=== Data in this exercise ===

use rand::Rng;
use simpfuzz_ir::{Constant, ElementType, Environment, Expr, Var};
use simpfuzz_simplify::Simplifier;

use crate::generate::random_literal;

/// Binds every pool variable, in order, to a fresh literal of type `elem`.
pub fn sample_environment(elem: ElementType, rng: &mut impl Rng) -> Environment {
    Var::all().map(|var| (var, random_literal(elem, &mut *rng))).collect()
}

/// Substitutes `env` into `expr` and reduces it. `None` means the expression is undefined under
/// `env` (the simplifier could not fold it to a literal).
pub fn evaluate(expr: &Expr, env: &Environment, simplifier: &impl Simplifier) -> Option<Constant> {
    simplifier.simplify(&expr.substitute(env)).as_constant()
}

#[cfg(test)]
mod tests {
    use rand::SeedableRng;
    use rand_chacha::ChaCha8Rng;
    use simpfuzz_ir::{ArithOp, VAR_COUNT};
    use simpfuzz_simplify::Simplify;

    use super::*;

    #[test]
    fn environment_binds_whole_pool() {
        let mut rng = ChaCha8Rng::seed_from_u64(0);
        let env = sample_environment(ElementType::UInt16, &mut rng);
        assert_eq!(env.len(), usize::from(VAR_COUNT));
        assert!(env.iter().all(|(_, c)| c.ty() == ElementType::UInt16));
    }

    #[test]
    fn evaluates_bound_expressions() {
        let a = Expr::var(Var::new(0), ElementType::Int32);
        let env: Environment =
            [(Var::new(0), Constant::new(ElementType::Int32, 6))].into_iter().collect();

        let e = Expr::mul(&a, Constant::new(ElementType::Int32, 7));
        assert_eq!(evaluate(&e, &env, &Simplify), Some(Constant::new(ElementType::Int32, 42)));

        let e = Expr::arith(ArithOp::Mod, &a, Constant::zero(ElementType::Int32));
        assert_eq!(evaluate(&e, &env, &Simplify), None);
    }
}
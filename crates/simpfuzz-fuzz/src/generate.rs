//! Random well-typed expressions.

use rand::Rng;
use simpfuzz_ir::{
    ArithOp, CmpOp, Constant, ElementType, Expr, LogicOp, VAR_COUNT, Var, VectorType, random_type,
};

/// The ways an interior node can be built. Each is drawn with the weight given by [`weight`].
///
/// [`weight`]: Constructor::weight
#[derive(Clone, Copy, PartialEq, Eq, Debug)]
enum Constructor {
    Leaf,
    Select,
    Broadcast,
    Ramp,
    Not,
    Condition,
    Cast,
    Binary,
}

impl Constructor {
    const ALL: [Constructor; 8] = [
        Constructor::Leaf,
        Constructor::Select,
        Constructor::Broadcast,
        Constructor::Ramp,
        Constructor::Not,
        Constructor::Condition,
        Constructor::Cast,
        Constructor::Binary,
    ];

    fn weight(self) -> u32 {
        match self {
            // One slot per arithmetic operator.
            Constructor::Binary => ArithOp::ALL.len() as u32,
            _ => 1,
        }
    }

    fn applies_to(self, ty: VectorType) -> bool {
        match self {
            Constructor::Broadcast | Constructor::Ramp => ty.is_vector(),
            Constructor::Not | Constructor::Condition => ty.is_bool(),
            Constructor::Leaf | Constructor::Select | Constructor::Cast | Constructor::Binary => {
                true
            }
        }
    }
}

/// Builds random expressions whose free variables are scalars of a fixed element type, the
/// *pool* type. Variables reach every other type through casts.
pub struct Generator<'a, R> {
    pool: ElementType,
    rng: &'a mut R,
}

impl<'a, R: Rng> Generator<'a, R> {
    pub fn new(pool: ElementType, rng: &'a mut R) -> Self {
        Self { pool, rng }
    }

    /// A random expression of type `ty` at most `depth` interior nodes deep.
    pub fn expr(&mut self, ty: VectorType, depth: u32) -> Expr {
        if depth == 0 {
            return self.leaf(ty, false);
        }
        let depth = depth - 1;
        match self.pick(ty) {
            Constructor::Leaf => self.leaf(ty, false),
            Constructor::Select => {
                let c = self.condition(ty, depth);
                let e1 = self.expr(ty, depth);
                let e2 = self.expr(ty, depth);
                Expr::select(c, e1, e2)
            }
            Constructor::Broadcast => Expr::broadcast(self.expr(ty.element_of(), depth), ty.width()),
            Constructor::Ramp => {
                let base = self.expr(ty.element_of(), depth);
                let stride = self.expr(ty.element_of(), depth);
                Expr::ramp(base, stride, ty.width())
            }
            Constructor::Not => Expr::not(self.expr(ty, depth)),
            Constructor::Condition => {
                // Operands take a fresh random type, not the boolean target type.
                let operand_ty = random_type(ty.width(), &mut *self.rng);
                self.condition(operand_ty, depth)
            }
            Constructor::Cast => {
                let from = random_type(ty.width(), &mut *self.rng);
                Expr::cast(ty, self.expr(from, depth))
            }
            Constructor::Binary if ty.is_bool() => {
                let op = LogicOp::ALL[self.rng.gen_range(0..LogicOp::ALL.len())];
                let e1 = self.expr(ty, depth);
                let e2 = self.expr(ty, depth);
                Expr::logic(op, e1, e2)
            }
            Constructor::Binary => {
                let op = ArithOp::ALL[self.rng.gen_range(0..ArithOp::ALL.len())];
                let e1 = self.expr(ty, depth);
                let e2 = self.expr(ty, depth);
                Expr::arith(op, e1, e2)
            }
        }
    }

    /// A comparison between two random expressions of type `ty`. The result is boolean with the
    /// width of `ty`.
    pub fn condition(&mut self, ty: VectorType, depth: u32) -> Expr {
        let e1 = self.expr(ty, depth);
        let e2 = self.expr(ty, depth);
        let op = CmpOp::ALL[self.rng.gen_range(0..CmpOp::ALL.len())];
        Expr::cmp(op, e1, e2)
    }

    /// A variable cast to `ty` or a literal. Vector leaves are a ramp or a broadcast of scalar
    /// leaves. With `imm_only` scalar leaves are always literals.
    pub fn leaf(&mut self, ty: VectorType, imm_only: bool) -> Expr {
        if ty.is_vector() {
            let elem = ty.element_of();
            return if self.rng.gen_bool(0.5) {
                let base = self.leaf(elem, imm_only);
                let stride = self.leaf(elem, imm_only);
                Expr::ramp(base, stride, ty.width())
            } else {
                Expr::broadcast(self.leaf(elem, imm_only), ty.width())
            };
        }
        if !imm_only && self.rng.gen_ratio(u32::from(VAR_COUNT) - 1, u32::from(VAR_COUNT)) {
            let var = Var::new(self.rng.gen_range(0..VAR_COUNT));
            Expr::cast(ty, Expr::var(var, self.pool))
        } else {
            Expr::constant(random_literal(ty.elem(), &mut *self.rng))
        }
    }

    fn pick(&mut self, ty: VectorType) -> Constructor {
        let candidates = Constructor::ALL.iter().copied().filter(|c| c.applies_to(ty));
        let total: u32 = candidates.clone().map(Constructor::weight).sum();
        let mut n = self.rng.gen_range(0..total);
        for c in candidates {
            if n < c.weight() {
                return c;
            }
            n -= c.weight();
        }
        Constructor::Leaf
    }
}

/// A random expression of type `ty` over variables of its element type.
pub fn generate(ty: VectorType, depth: u32, rng: &mut impl Rng) -> Expr {
    Generator::new(ty.elem(), rng).expr(ty, depth)
}

/// A random literal. `int32` literals are kept small so that arithmetic on them rarely
/// overflows; every other type draws from its whole range.
pub fn random_literal(elem: ElementType, rng: &mut impl Rng) -> Constant {
    let val = match elem {
        ElementType::Int32 => rng.gen_range(-128..128),
        _ => rng.gen_range(elem.min()..=elem.max()),
    };
    Constant::new(elem, val.into())
}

===

What you have to do —
The lines needed are those in the data above that hold the string "leaves"; copy each of them.

Output below —
    /// A variable cast to `ty` or a literal. Vector leaves are a ramp or a broadcast of scalar
    /// leaves. With `imm_only` scalar leaves are always literals.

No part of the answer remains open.